(Stored entries)
——

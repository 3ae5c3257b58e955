/// Groups the digits of an integer part with commas
fn group_thousands(digits: &str) -> String {
    let mut result = String::new();
    for (i, ch) in digits.chars().rev().enumerate() {
        if i > 0 && i % 3 == 0 {
            result.push(',');
        }
        result.push(ch);
    }
    result.chars().rev().collect()
}

/// Count with comma thousands separators: `1234567` becomes `1,234,567`
pub fn format_number(n: usize) -> String {
    group_thousands(&n.to_string())
}

/// Whole pounds with thousands separators: `£12,346`, `£-1,200`
pub fn format_currency(value: f64) -> String {
    let rounded = format!("{:.0}", value);
    match rounded.strip_prefix('-') {
        Some(digits) if digits != "0" => format!("£-{}", group_thousands(digits)),
        Some(_) => "£0".to_string(),
        None => format!("£{}", group_thousands(&rounded)),
    }
}

/// Fixed number of decimals: `format_decimal(0.12345, 4) == "0.1235"`
pub fn format_decimal(value: f64, decimals: usize) -> String {
    format!("{:.*}", decimals, value)
}
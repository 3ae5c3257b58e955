use contracts::dashboards::common::{DashboardPage, PageView, Section, SectionBody, TextBlock};
use contracts::shared::artifacts::DatasetName;

use crate::dashboards::common::metric;
use crate::shared::data::artifacts::Datasets;
use crate::shared::format::{format_currency, format_decimal, format_number};
use crate::shared::table::Table;
use crate::shared::view::aggregate::grouped_mean;
use crate::shared::view::profile::column_mean;
use crate::shared::view::ViewResult;

/// Discount level with the highest mean revenue impact, and that mean
fn best_discount_level(promo: &Table) -> ViewResult<Option<(f64, f64)>> {
    let means = grouped_mean(promo, "discount_pct", &["total_revenue_impact"])?;

    Ok(means
        .rows()
        .iter()
        .filter_map(|row| Some((row[0].as_f64()?, row[1].as_f64()?)))
        .fold(None, |best: Option<(f64, f64)>, (level, mean)| match best {
            Some((_, top)) if top >= mean => best,
            _ => Some((level, mean)),
        }))
}

fn key_figures(datasets: &Datasets) -> Section {
    let rules = datasets.get(DatasetName::Rules);
    let promo = datasets.get(DatasetName::Promo);

    Section::new(
        "key_figures",
        "Key Figures",
        SectionBody::Metrics(vec![
            metric("Association Rules", || Ok(rules.map(|t| format_number(t.len())))),
            metric("Avg Lift", || match rules {
                Some(t) => Ok(column_mean(t, "lift")?.map(|v| format_decimal(v, 2))),
                None => Ok(None),
            }),
            metric("Best Discount Level", || match promo {
                Some(t) => Ok(best_discount_level(t)?.map(|(level, mean)| {
                    format!("{}% ({} avg revenue impact)", format_decimal(level * 100.0, 0), format_currency(mean))
                })),
                None => Ok(None),
            }),
            metric("Promo Scenarios", || Ok(promo.map(|t| format_number(t.len())))),
        ]),
    )
}

fn text(id: &str, title: &str, bullets: &[&str]) -> Section {
    Section::new(id, title, SectionBody::Text(TextBlock::new(&[], bullets)))
}

pub fn render(datasets: &Datasets) -> PageView {
    let mut view = PageView::new(DashboardPage::ExecutiveSummary);
    view.push(key_figures(datasets));

    // === INSIGHTS ===
    view.push(text(
        "pricing_insights",
        "Pricing Strategy Insights",
        &[
            "Optimal discount range: 5-10% discounts show positive revenue impact",
            "Elasticity patterns: higher discounts (20%+) may reduce overall profitability",
            "Cross-sell leverage: promotions drive additional items per transaction",
            "Product sensitivity: a small share of products drives most promotional revenue",
        ],
    ));
    view.push(text(
        "customer_behavior",
        "Customer Behavior Analysis",
        &[
            "Basket patterns: multi-product baskets dominate transactions",
            "Product affinity: strong product associations identified by lift",
            "Customer segments: high-value customers show higher cross-sell potential",
        ],
    ));
    view.push(text(
        "risk_mitigation",
        "Risk Mitigation",
        &[
            "Data quality: problematic records identified and resolved before analysis",
            "Inventory risk: top products by revenue prioritized for promotional focus",
            "Customer impact: negative promotional scenarios filtered out",
        ],
    ));

    // === RECOMMENDATIONS ===
    view.push(text(
        "immediate_actions",
        "Immediate Actions (30 Days)",
        &[
            "Launch the top 3 promotions, focusing on 5-10% discount scenarios",
            "Train staff on the identified product associations",
            "Set up promotional performance tracking",
            "Target high-value customer segments",
        ],
    ));
    view.push(text(
        "long_term_strategy",
        "Long-term Strategy (6-12 Months)",
        &[
            "Dynamic pricing based on demand patterns",
            "Customer-specific product recommendations",
            "Forecasting of promotional impact and demand",
            "Market positioning and competitive pricing strategy",
        ],
    ));

    view
}
use contracts::dashboards::common::{
    ChartKind, ChartSpec, DashboardPage, PageView, Section, SectionBody, TableSection,
};
use contracts::shared::artifacts::DatasetName;

use crate::dashboards::common::{metric, render_or_notice, unavailable_page, RenderError};
use crate::shared::data::artifacts::Datasets;
use crate::shared::format::format_number;
use crate::shared::table::Table;
use crate::shared::view::profile::{daily_counts, date_range, distinct_count, kind_counts, missing_counts};

const PREVIEW_ROWS: usize = 100;

pub fn render(datasets: &Datasets) -> PageView {
    let Some(transactions) = datasets.get(DatasetName::Transactions) else {
        return unavailable_page(DashboardPage::CleanedData, datasets, DatasetName::Transactions);
    };

    let mut view = PageView::new(DashboardPage::CleanedData);
    view.push(overview_metrics(transactions));

    view.push(Section::new(
        "preview",
        "Data Preview",
        SectionBody::Table(TableSection {
            caption: Some(format!("First {} rows", PREVIEW_ROWS.min(transactions.len()))),
            data: transactions.head(PREVIEW_ROWS).into_data(),
        }),
    ));

    // === DATA QUALITY ===
    view.push(render_or_notice("missing_values", "Missing Values by Column", || {
        let data = missing_counts(transactions).into_data();
        Ok(SectionBody::Chart(
            ChartSpec::new(ChartKind::Bar, "Missing Values by Column", "column", data)
                .y("missing")
                .labels("Column", "Missing Values"),
        ))
    }));

    view.push(render_or_notice("column_kinds", "Data Types Distribution", || {
        let data = kind_counts(transactions).into_data();
        if data.is_empty() {
            return Err(RenderError::NoData("The dataset has no columns.".to_string()));
        }
        Ok(SectionBody::Chart(
            ChartSpec::new(ChartKind::Pie, "Data Types Distribution", "kind", data).y("count"),
        ))
    }));

    // === TRENDS ===
    view.push(render_or_notice("daily_volume", "Transaction Trends", || {
        let data = daily_counts(transactions, "InvoiceDate")?.into_data();
        Ok(SectionBody::Chart(
            ChartSpec::new(ChartKind::Line, "Daily Transaction Volume", "date", data)
                .y("transactions")
                .labels("Date", "Number of Transactions"),
        ))
    }));

    view
}

fn overview_metrics(transactions: &Table) -> Section {
    Section::new(
        "overview",
        "Transaction Data Overview",
        SectionBody::Metrics(vec![
            metric("Total Transactions", || Ok(Some(format_number(transactions.len())))),
            metric("Unique Products", || {
                distinct_count(transactions, "StockCode").map(|n| Some(format_number(n)))
            }),
            metric("Unique Customers", || {
                distinct_count(transactions, "Customer ID").map(|n| Some(format_number(n)))
            }),
            metric("Date Range", || {
                Ok(date_range(transactions, "InvoiceDate")?.map(|(first, last)| {
                    format!("{} to {}", first.format("%Y-%m-%d"), last.format("%Y-%m-%d"))
                }))
            }),
        ]),
    )
}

——

What to do — Reproduce every line of the records containing the string "bullets".

Worked solution —
fn text(id: &str, title: &str, bullets: &[&str]) -> Section {
    Section::new(id, title, SectionBody::Text(TextBlock::new(&[], bullets)))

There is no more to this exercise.